It's hard not to think of Foucault as one meanders through three hundred pages of tossed off analysis if how people thought about allegories five hundred years ago in northern france. As Cantor says, Huzingia wrote this book with sources available in any "second tier library". Pretty much any criticism one might have of Foucault's scholarship one might apply here.
It is the speculative nature of Huzingia's scholarship that is both the greatest strength and weakness of "Autumn".
This book is heavy treading. The quotations are printed in their original language, with a footnote at the bottom. The translators have added end notes to explain the more obscure cultural references, but they are END notes, so of little use during the reading. This is not really a "read on the go" type of book. I found I had to focus on reading 20-30 pages a night for a couple of weeks.
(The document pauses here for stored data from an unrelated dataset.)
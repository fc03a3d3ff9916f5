// Copyright (c) 2025 Geoffrey Huntley <ghuntley@ghuntley.com>. All rights reserved.
// SPDX-License-Identifier: Proprietary

//! Core type definitions for authentication and authorization.
//!
//! This module defines the foundational types used throughout the vault:
//!
//! - **ID newtypes**: Type-safe wrappers around UUIDs ([`UserId`], [`RoleId`],
//!   [`ShareId`], [`SecretId`]) preventing accidental mixing
//! - **[`Permission`]**: the closed action set roles may grant
//! - **[`SecretType`]**: discriminant between personally-owned and
//!   role-scoped secrets
//! - **[`PermissionLevel`]**: access level carried by a sharing grant
//!
//! All ID types implement transparent serde serialization (as UUID strings)
//! and provide conversion to/from [`uuid::Uuid`].

use serde::{Deserialize, Serialize};
use std::fmt;
use std::str::FromStr;
use uuid::Uuid;

use crate::error::AuthError;

// =============================================================================
// ID Newtypes
// =============================================================================

macro_rules! define_id_type {
	($name:ident, $doc:expr) => {
		#[doc = $doc]
		#[derive(Debug, Clone, Copy, PartialEq, Eq, Hash, Serialize, Deserialize)]
		#[serde(transparent)]
		pub struct $name(Uuid);

		impl $name {
			/// Create a new ID from a UUID.
			pub fn new(id: Uuid) -> Self {
				Self(id)
			}

			/// Generate a new random ID.
			pub fn generate() -> Self {
				Self(Uuid::new_v4())
			}

			/// Get the inner UUID value.
			pub fn into_inner(self) -> Uuid {
				self.0
			}

			/// Get a reference to the inner UUID.
			pub fn as_uuid(&self) -> &Uuid {
				&self.0
			}
		}

		impl fmt::Display for $name {
			fn fmt(&self, f: &mut fmt::Formatter<'_>) -> fmt::Result {
				write!(f, "{}", self.0)
			}
		}

		impl From<Uuid> for $name {
			fn from(id: Uuid) -> Self {
				Self(id)
			}
		}

		impl From<$name> for Uuid {
			fn from(id: $name) -> Self {
				id.0
			}
		}
	};
}

define_id_type!(UserId, "Unique identifier for a user.");
define_id_type!(RoleId, "Unique identifier for a role.");
define_id_type!(ShareId, "Unique identifier for a sharing grant.");
define_id_type!(SecretId, "Unique identifier for a single secret version row.");

// =============================================================================
// Permissions
// =============================================================================

/// Actions a role may grant on secrets.
///
/// `Admin` implies all others and bypasses path-pattern checks.
#[derive(Debug, Clone, Copy, PartialEq, Eq, Hash, Serialize, Deserialize)]
#[serde(rename_all = "snake_case")]
pub enum Permission {
	Read,
	Write,
	Delete,
	Admin,
}

impl Permission {
	/// Returns all members of the closed permission set.
	pub fn all() -> &'static [Permission] {
		&[
			Permission::Read,
			Permission::Write,
			Permission::Delete,
			Permission::Admin,
		]
	}

	/// Whether `self`, held by a role, satisfies a requested action.
	///
	/// Admin satisfies everything; otherwise an exact match is required.
	pub fn satisfies(&self, action: Permission) -> bool {
		*self == Permission::Admin || *self == action
	}
}

impl fmt::Display for Permission {
	fn fmt(&self, f: &mut fmt::Formatter<'_>) -> fmt::Result {
		let s = match self {
			Permission::Read => "read",
			Permission::Write => "write",
			Permission::Delete => "delete",
			Permission::Admin => "admin",
		};
		write!(f, "{s}")
	}
}

impl FromStr for Permission {
	type Err = AuthError;

	fn from_str(s: &str) -> Result<Self, Self::Err> {
		match s {
			"read" => Ok(Permission::Read),
			"write" => Ok(Permission::Write),
			"delete" => Ok(Permission::Delete),
			"admin" => Ok(Permission::Admin),
			other => Err(AuthError::InvalidPermission(other.to_string())),
		}
	}
}

// =============================================================================
// Secret classification
// =============================================================================

/// Discriminant between personally-owned and role-scoped secrets.
///
/// Immutable after creation: a personal secret never becomes role-scoped.
#[derive(Debug, Clone, Copy, PartialEq, Eq, Hash, Serialize, Deserialize)]
#[serde(rename_all = "snake_case")]
pub enum SecretType {
	/// Exclusively owned by one user; visible to others only via shares.
	Personal,
	/// Visibility governed by role permissions and path patterns.
	RoleBased,
}

impl fmt::Display for SecretType {
	fn fmt(&self, f: &mut fmt::Formatter<'_>) -> fmt::Result {
		match self {
			SecretType::Personal => write!(f, "personal"),
			SecretType::RoleBased => write!(f, "role_based"),
		}
	}
}

impl FromStr for SecretType {
	type Err = AuthError;

	fn from_str(s: &str) -> Result<Self, Self::Err> {
		match s {
			"personal" => Ok(SecretType::Personal),
			"role_based" => Ok(SecretType::RoleBased),
			other => Err(AuthError::InvalidSecretType(other.to_string())),
		}
	}
}

/// Access level carried by a sharing grant.
#[derive(Debug, Clone, Copy, PartialEq, Eq, Hash, Serialize, Deserialize)]
#[serde(rename_all = "snake_case")]
pub enum PermissionLevel {
	ReadOnly,
	Editable,
}

impl fmt::Display for PermissionLevel {
	fn fmt(&self, f: &mut fmt::Formatter<'_>) -> fmt::Result {
		match self {
			PermissionLevel::ReadOnly => write!(f, "read_only"),
			PermissionLevel::Editable => write!(f, "editable"),
		}
	}
}

impl FromStr for PermissionLevel {
	type Err = AuthError;

	fn from_str(s: &str) -> Result<Self, Self::Err> {
		match s {
			"read_only" => Ok(PermissionLevel::ReadOnly),
			"editable" => Ok(PermissionLevel::Editable),
			other => Err(AuthError::InvalidPermission(other.to_string())),
		}
	}
}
This translation of the book seems solid. It includes a lot of text from original documents, many in French, or Latin, but includes English translations in the footnotes section. A few parts of the book were more difficult to work through than others, but in the end I felt like I had gained a new insight into European history. I particularly think that Huizinga's thoughts about the Christian church in this era leading to the reformation make for fascinating reading.
If you are interested in what life in the late middle ages may have been like then I highly recommend this book. Keep in mind that it is a historical exposition about this era, not a textbook treatment full of facts. Personally, it has kindled enough interest in this subject for me to warrant further study- hopefully it will do the same for you.
I thought they were the same book when I ordered from Amazon -- there was no information to indicate otherwise. I only realized that "The Autumn of the Middle Ages" was a completely different version after I read the introduction. And a few pages into the main text, I simply couldn't continue. The translators might think they were doing their students a favor by bringing in a newer, fuller translation, but no amount of good intention can compensate for dullness. On the second try I correctly ordered the "The Waning of the Middle Ages" and instantly understand why it is a classic when I started reading it. So whoever made the same mistake as I did the first time, don't give up. Get "The Waning" instead and you will love it.
Autumn provides an insight into the life and times of the middle ages, leading into the Renaissance. The content is interesting, but the presentation is very dense and hotch-potch. The chapters are dilineated around a theme, but within the chapters the ideas are not structurally tied in a tangible sequence.
Good book...but only for the serious reader with the fortitude to plow through it.